§ **Exercise goal**
Each line of the data below containing "Archived" needs to be listed.
+---+
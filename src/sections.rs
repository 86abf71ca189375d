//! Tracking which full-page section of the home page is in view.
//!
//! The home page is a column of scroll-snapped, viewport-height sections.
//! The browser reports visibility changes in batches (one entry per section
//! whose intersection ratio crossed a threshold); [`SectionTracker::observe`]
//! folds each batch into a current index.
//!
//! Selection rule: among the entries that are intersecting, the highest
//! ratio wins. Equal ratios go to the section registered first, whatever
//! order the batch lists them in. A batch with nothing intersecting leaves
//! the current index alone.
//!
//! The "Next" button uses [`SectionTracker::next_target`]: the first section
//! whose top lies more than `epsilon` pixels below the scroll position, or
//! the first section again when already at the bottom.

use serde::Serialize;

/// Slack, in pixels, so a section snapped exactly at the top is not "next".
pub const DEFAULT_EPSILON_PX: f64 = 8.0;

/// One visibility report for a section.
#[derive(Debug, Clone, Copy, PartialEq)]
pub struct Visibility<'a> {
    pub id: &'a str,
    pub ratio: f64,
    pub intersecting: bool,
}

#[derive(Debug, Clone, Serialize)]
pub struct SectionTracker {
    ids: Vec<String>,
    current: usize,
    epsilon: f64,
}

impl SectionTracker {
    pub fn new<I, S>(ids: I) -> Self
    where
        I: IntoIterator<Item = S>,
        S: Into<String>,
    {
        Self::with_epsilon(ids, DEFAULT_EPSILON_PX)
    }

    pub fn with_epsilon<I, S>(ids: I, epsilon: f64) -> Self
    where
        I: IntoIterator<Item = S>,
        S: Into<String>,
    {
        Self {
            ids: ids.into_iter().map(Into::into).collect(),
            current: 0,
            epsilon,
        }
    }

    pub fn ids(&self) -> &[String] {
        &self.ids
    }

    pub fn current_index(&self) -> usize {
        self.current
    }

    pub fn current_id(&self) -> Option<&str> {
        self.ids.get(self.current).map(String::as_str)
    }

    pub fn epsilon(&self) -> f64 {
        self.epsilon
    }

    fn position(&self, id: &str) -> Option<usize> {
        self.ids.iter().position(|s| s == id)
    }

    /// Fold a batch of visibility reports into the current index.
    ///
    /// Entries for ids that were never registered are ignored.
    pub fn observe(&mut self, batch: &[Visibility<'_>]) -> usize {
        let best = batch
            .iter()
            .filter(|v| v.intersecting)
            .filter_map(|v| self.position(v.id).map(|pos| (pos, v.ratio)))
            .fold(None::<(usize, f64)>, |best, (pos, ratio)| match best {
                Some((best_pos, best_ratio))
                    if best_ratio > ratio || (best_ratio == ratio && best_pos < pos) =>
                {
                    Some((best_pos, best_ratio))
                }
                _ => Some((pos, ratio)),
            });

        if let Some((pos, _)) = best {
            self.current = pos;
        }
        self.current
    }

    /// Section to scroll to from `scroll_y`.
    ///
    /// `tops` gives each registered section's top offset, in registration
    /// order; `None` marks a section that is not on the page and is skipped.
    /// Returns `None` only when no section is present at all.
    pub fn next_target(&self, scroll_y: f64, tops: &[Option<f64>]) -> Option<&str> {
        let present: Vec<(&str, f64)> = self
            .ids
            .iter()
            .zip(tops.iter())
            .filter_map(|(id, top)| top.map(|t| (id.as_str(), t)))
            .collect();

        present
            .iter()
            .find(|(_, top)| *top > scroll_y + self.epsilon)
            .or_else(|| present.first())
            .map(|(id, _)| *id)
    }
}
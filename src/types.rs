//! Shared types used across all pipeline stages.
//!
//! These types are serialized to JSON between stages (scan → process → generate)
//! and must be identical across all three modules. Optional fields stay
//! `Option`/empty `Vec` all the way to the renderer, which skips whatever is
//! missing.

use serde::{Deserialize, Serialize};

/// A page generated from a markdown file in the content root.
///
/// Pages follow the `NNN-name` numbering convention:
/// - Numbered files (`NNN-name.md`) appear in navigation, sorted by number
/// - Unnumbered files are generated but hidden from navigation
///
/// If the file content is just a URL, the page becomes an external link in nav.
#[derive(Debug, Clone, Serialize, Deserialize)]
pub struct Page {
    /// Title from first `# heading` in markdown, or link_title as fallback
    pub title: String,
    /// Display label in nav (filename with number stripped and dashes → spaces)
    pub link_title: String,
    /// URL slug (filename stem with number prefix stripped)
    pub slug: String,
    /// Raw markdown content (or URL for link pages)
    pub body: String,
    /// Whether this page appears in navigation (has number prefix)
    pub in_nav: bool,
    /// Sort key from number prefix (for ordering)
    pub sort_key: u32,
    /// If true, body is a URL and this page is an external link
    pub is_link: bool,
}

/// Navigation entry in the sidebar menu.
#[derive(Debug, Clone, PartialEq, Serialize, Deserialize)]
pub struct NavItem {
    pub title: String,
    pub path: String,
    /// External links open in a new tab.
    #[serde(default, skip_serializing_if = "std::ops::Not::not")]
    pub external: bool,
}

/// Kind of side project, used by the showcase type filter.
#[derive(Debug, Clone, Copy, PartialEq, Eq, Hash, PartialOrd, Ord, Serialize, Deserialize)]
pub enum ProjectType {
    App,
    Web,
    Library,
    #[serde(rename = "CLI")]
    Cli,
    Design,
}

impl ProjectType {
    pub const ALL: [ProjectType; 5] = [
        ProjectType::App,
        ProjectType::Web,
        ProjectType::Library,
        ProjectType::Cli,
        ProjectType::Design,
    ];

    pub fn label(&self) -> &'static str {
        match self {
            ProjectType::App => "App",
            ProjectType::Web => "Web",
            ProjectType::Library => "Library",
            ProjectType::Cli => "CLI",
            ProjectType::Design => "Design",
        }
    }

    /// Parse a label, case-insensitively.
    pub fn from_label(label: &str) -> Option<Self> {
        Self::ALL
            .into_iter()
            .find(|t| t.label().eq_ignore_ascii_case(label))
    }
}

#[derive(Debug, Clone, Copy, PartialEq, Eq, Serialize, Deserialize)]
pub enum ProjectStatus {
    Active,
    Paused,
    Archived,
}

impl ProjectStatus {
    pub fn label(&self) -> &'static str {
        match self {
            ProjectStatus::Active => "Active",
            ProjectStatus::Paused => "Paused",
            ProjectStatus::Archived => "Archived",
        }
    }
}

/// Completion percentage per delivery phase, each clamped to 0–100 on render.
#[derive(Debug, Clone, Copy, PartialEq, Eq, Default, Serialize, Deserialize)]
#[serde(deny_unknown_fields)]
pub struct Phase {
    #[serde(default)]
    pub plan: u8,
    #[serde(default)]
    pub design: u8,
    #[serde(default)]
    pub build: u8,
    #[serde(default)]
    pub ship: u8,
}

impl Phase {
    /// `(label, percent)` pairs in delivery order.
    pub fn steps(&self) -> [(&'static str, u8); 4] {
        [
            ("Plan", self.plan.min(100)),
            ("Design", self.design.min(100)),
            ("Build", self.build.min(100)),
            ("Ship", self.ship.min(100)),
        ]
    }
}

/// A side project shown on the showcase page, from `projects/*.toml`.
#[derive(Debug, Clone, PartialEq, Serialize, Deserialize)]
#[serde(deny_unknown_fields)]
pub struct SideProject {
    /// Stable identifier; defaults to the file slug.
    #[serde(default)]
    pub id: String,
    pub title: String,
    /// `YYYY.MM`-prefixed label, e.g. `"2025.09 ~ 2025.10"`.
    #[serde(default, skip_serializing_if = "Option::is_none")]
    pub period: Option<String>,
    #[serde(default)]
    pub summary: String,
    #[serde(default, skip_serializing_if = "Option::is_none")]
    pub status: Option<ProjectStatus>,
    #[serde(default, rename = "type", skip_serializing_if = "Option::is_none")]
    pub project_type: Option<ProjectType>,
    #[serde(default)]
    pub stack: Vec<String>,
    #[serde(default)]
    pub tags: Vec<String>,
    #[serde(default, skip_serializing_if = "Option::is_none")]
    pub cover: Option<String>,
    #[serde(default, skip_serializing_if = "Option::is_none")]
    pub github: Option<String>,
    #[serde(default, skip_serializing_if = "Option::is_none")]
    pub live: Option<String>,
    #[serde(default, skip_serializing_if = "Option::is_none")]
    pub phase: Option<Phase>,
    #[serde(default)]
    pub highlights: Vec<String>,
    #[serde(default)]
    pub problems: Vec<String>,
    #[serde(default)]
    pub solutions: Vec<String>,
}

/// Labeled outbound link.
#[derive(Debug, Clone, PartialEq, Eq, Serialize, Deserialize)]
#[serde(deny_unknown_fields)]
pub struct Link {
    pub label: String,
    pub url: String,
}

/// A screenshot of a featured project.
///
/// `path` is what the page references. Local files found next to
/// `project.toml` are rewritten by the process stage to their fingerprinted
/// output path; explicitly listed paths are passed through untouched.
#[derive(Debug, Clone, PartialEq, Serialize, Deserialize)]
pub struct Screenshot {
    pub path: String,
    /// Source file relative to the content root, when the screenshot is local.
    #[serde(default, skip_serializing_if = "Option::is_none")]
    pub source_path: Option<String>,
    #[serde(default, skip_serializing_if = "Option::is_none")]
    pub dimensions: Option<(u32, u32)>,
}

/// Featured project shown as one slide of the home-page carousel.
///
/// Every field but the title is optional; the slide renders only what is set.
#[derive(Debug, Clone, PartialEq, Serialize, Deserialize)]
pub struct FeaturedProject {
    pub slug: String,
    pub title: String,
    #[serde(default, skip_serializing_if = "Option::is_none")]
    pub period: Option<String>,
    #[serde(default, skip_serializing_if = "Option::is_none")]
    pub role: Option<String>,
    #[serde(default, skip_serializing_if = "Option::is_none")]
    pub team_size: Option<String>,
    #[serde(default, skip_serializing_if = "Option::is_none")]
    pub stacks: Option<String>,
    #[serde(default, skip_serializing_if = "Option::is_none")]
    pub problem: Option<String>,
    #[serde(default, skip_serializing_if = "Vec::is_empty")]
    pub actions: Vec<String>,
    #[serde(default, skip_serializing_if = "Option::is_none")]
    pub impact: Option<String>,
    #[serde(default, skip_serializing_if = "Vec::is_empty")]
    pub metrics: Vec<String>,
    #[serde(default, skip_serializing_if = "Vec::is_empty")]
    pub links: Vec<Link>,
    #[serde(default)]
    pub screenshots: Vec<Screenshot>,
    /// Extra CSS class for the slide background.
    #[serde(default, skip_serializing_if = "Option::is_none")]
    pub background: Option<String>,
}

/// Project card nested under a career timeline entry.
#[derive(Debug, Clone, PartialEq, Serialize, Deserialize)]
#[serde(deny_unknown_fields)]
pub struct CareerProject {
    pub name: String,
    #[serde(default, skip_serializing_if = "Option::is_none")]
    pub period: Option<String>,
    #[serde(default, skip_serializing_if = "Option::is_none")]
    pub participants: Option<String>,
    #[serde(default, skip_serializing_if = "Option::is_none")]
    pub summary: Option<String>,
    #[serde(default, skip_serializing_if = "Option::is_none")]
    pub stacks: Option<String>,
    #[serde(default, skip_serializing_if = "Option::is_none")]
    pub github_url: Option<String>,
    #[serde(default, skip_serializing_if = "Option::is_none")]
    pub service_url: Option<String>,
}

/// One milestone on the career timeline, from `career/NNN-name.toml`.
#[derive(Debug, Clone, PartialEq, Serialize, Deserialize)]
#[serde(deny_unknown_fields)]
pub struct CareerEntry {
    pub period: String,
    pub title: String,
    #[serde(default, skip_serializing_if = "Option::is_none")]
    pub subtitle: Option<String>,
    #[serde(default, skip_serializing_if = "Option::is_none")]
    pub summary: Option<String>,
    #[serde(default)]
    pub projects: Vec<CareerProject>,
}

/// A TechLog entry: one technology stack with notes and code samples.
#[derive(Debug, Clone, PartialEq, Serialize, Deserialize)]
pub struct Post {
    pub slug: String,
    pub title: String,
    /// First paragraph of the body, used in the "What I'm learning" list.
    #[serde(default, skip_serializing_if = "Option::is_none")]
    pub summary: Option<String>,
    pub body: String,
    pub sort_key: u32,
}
+---+
§ **Result of this task**
    Archived,
            ProjectStatus::Archived => "Archived",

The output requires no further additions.